L’entraînement était terminé. Cela était déconcertant mais, bien sûr, il avait une idée derrière la tête. Il voulait que nous revenions le lendemain matin remontés comme des pendules. J’aimais cette approche, parce que, comme je l’ai déjà dit, je n’ai pas grandi en me faisant câliner. J’aime les gens qui ont du cran, de la prestance, et Capello avait confiance en moi.

« Tu n’as rien à prouver, je sais qui tu es et ce que tu es capable de faire », m’affirma-t-il les premiers jours et cela m’avait rassuré.

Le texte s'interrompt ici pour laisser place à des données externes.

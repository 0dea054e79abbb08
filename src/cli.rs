use clap::Parser;
use std::path::PathBuf;

/// Interactive book catalogue shell
///
/// Examples:
///   # Start with an empty library
///   bibman
///
///   # Load a catalogue before the first prompt
///   bibman data/books.json
///
///   # Run commands without entering the prompt
///   bibman data/books.json -c "GROUP TITLE" -c "SEARCH dune"
#[derive(Parser, Debug)]
#[command(name = "bibman")]
#[command(author, version, about, long_about = None)]
pub struct Cli {
    /// Path to a book catalogue JSON file loaded at startup
    #[arg(value_name = "FILE")]
    pub file: Option<PathBuf>,

    /// Execute a command line and exit (can be given multiple times)
    #[arg(short, long = "command", value_name = "COMMAND")]
    pub commands: Vec<String>,
}
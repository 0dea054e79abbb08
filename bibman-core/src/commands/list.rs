use crate::commands::{Command, CommandOutput};
use crate::error::{BibmanError, Result};
use crate::library::Library;
use crate::sorting::sort_titles;

#[derive(Debug, Clone, Copy, PartialEq, Eq)]
enum ListMode {
    Short,
    Long,
    Sorted,
}

/// LIST: print the catalogue in one of three modes
#[derive(Debug, Clone, Copy, PartialEq, Eq)]
pub struct ListCmd {
    mode: ListMode,
}

impl ListCmd {
    /// An absent or blank argument selects the short listing
    pub fn new(argument: Option<&str>) -> Result<Self> {
        let mode = match argument.map(str::trim) {
            None | Some("") | Some("short") => ListMode::Short,
            Some("long") => ListMode::Long,
            Some("sorted") => ListMode::Sorted,
            Some(other) => {
                return Err(BibmanError::InvalidArgument(format!(
                    "unknown list mode: '{}'",
                    other
                )))
            }
        };
        Ok(ListCmd { mode })
    }

    pub fn validate(argument: Option<&str>) -> Result<bool> {
        match Self::new(argument) {
            Ok(_) => Ok(true),
            Err(BibmanError::InvalidArgument(_)) => Ok(false),
            Err(e) => Err(e),
        }
    }
}

impl Command for ListCmd {
    fn execute(&self, library: &mut Library) -> Result<CommandOutput> {
        let entries = library.book_data().ok_or(BibmanError::NoBookData)?;

        if entries.is_empty() {
            return Ok(CommandOutput::Text(
                "The library has no book entries.".to_string(),
            ));
        }

        let mut lines = vec![format!("{} books in library:", entries.len())];
        match self.mode {
            ListMode::Short => {
                lines.extend(entries.iter().map(|entry| entry.title.clone()));
            }
            ListMode::Long => {
                for entry in entries {
                    lines.push(String::new());
                    lines.push(entry.to_string());
                }
            }
            ListMode::Sorted => {
                let mut titles: Vec<String> =
                    entries.iter().map(|entry| entry.title.clone()).collect();
                sort_titles(&mut titles);
                lines.extend(titles);
            }
        }

        Ok(CommandOutput::Text(lines.join("\n")))
    }
}
use crate::error::{BibmanError, Result};
use crate::models::BookEntry;
use std::collections::BTreeMap;

/// Group key shared by every value starting with a decimal digit
pub const DIGIT_GROUP: &str = "[0-9]";

/// Append a value to the group stored under `key`, creating the group on first use
/// Values keep their insertion order within a group; keys iterate in ascending order
pub fn append_to_group(key: String, value: String, groups: &mut BTreeMap<String, Vec<String>>) {
    groups.entry(key).or_default().push(value);
}

/// Group values by their first character, uppercased
/// Values starting with a decimal digit share the "[0-9]" group
pub fn group_by_first_letter<I, S>(values: I) -> Result<BTreeMap<String, Vec<String>>>
where
    I: IntoIterator<Item = S>,
    S: Into<String>,
{
    let mut groups = BTreeMap::new();

    for value in values {
        let value = value.into();
        let first = value.chars().next().ok_or(BibmanError::EmptyGroupValue)?;
        let key = if first.is_ascii_digit() {
            DIGIT_GROUP.to_string()
        } else {
            first.to_uppercase().to_string()
        };
        append_to_group(key, value, &mut groups);
    }

    Ok(groups)
}

/// File each entry's title under every one of its authors
/// A title with several authors appears in each author's group
pub fn group_titles_by_author(entries: &[BookEntry]) -> BTreeMap<String, Vec<String>> {
    let mut groups = BTreeMap::new();

    for entry in entries {
        for author in &entry.authors {
            append_to_group(author.clone(), entry.title.clone(), &mut groups);
        }
    }

    groups
}
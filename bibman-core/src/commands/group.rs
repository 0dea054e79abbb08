use crate::commands::{Command, CommandOutput};
use crate::error::{BibmanError, Result};
use crate::grouping::{group_by_first_letter, group_titles_by_author};
use crate::library::Library;
use crate::models::BookField;

/// GROUP: print catalogue data grouped by a book field
#[derive(Debug, Clone, Copy, PartialEq, Eq)]
pub struct GroupCmd {
    field: BookField,
}

impl GroupCmd {
    /// Parse and validate the group argument
    /// The argument must name a book field exactly (case-sensitive)
    pub fn new(argument: Option<&str>) -> Result<Self> {
        let name = argument.ok_or(BibmanError::MissingArgument)?;
        let field = BookField::from_name(name).ok_or_else(|| {
            BibmanError::InvalidArgument(format!("unknown book field: '{}'", name))
        })?;
        Ok(GroupCmd { field })
    }

    /// Check an argument against the same rules construction applies
    pub fn validate(argument: Option<&str>) -> Result<bool> {
        match Self::new(argument) {
            Ok(_) => Ok(true),
            Err(BibmanError::InvalidArgument(_)) => Ok(false),
            Err(e) => Err(e),
        }
    }
}

impl Command for GroupCmd {
    fn execute(&self, library: &mut Library) -> Result<CommandOutput> {
        let entries = library.book_data().ok_or(BibmanError::NoBookData)?;

        if entries.is_empty() {
            return Ok(CommandOutput::Text(
                "The library has no book entries.".to_string(),
            ));
        }

        let groups = match self.field {
            BookField::Title => {
                group_by_first_letter(entries.iter().map(|entry| entry.title.clone()))?
            }
            BookField::Author => group_titles_by_author(entries),
        };

        let mut lines = vec![format!("Grouped data by {}", self.field.name())];
        for (key, values) in &groups {
            lines.push(format!("## {}", key));
            lines.extend(values.iter().cloned());
        }

        Ok(CommandOutput::Text(lines.join("\n")))
    }
}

Je pouvais souffler un peu. La pression avait été insoutenable. Beaucoup de journalistes s’étaient interrogés sur mon transfert et trouvaient que je ne marquais pas assez de buts. La plupart pensaient que je ne serais que remplaçant : Comment Zlatan peut-il s’en tirer dans une équipe comme celle-ci ? Est-ce que Zlatan est prêt pour jouer en Italie ?

Est-ce que l’Italie est prête pour Zlatan ? rétorquait Mino et il avait absolument raison.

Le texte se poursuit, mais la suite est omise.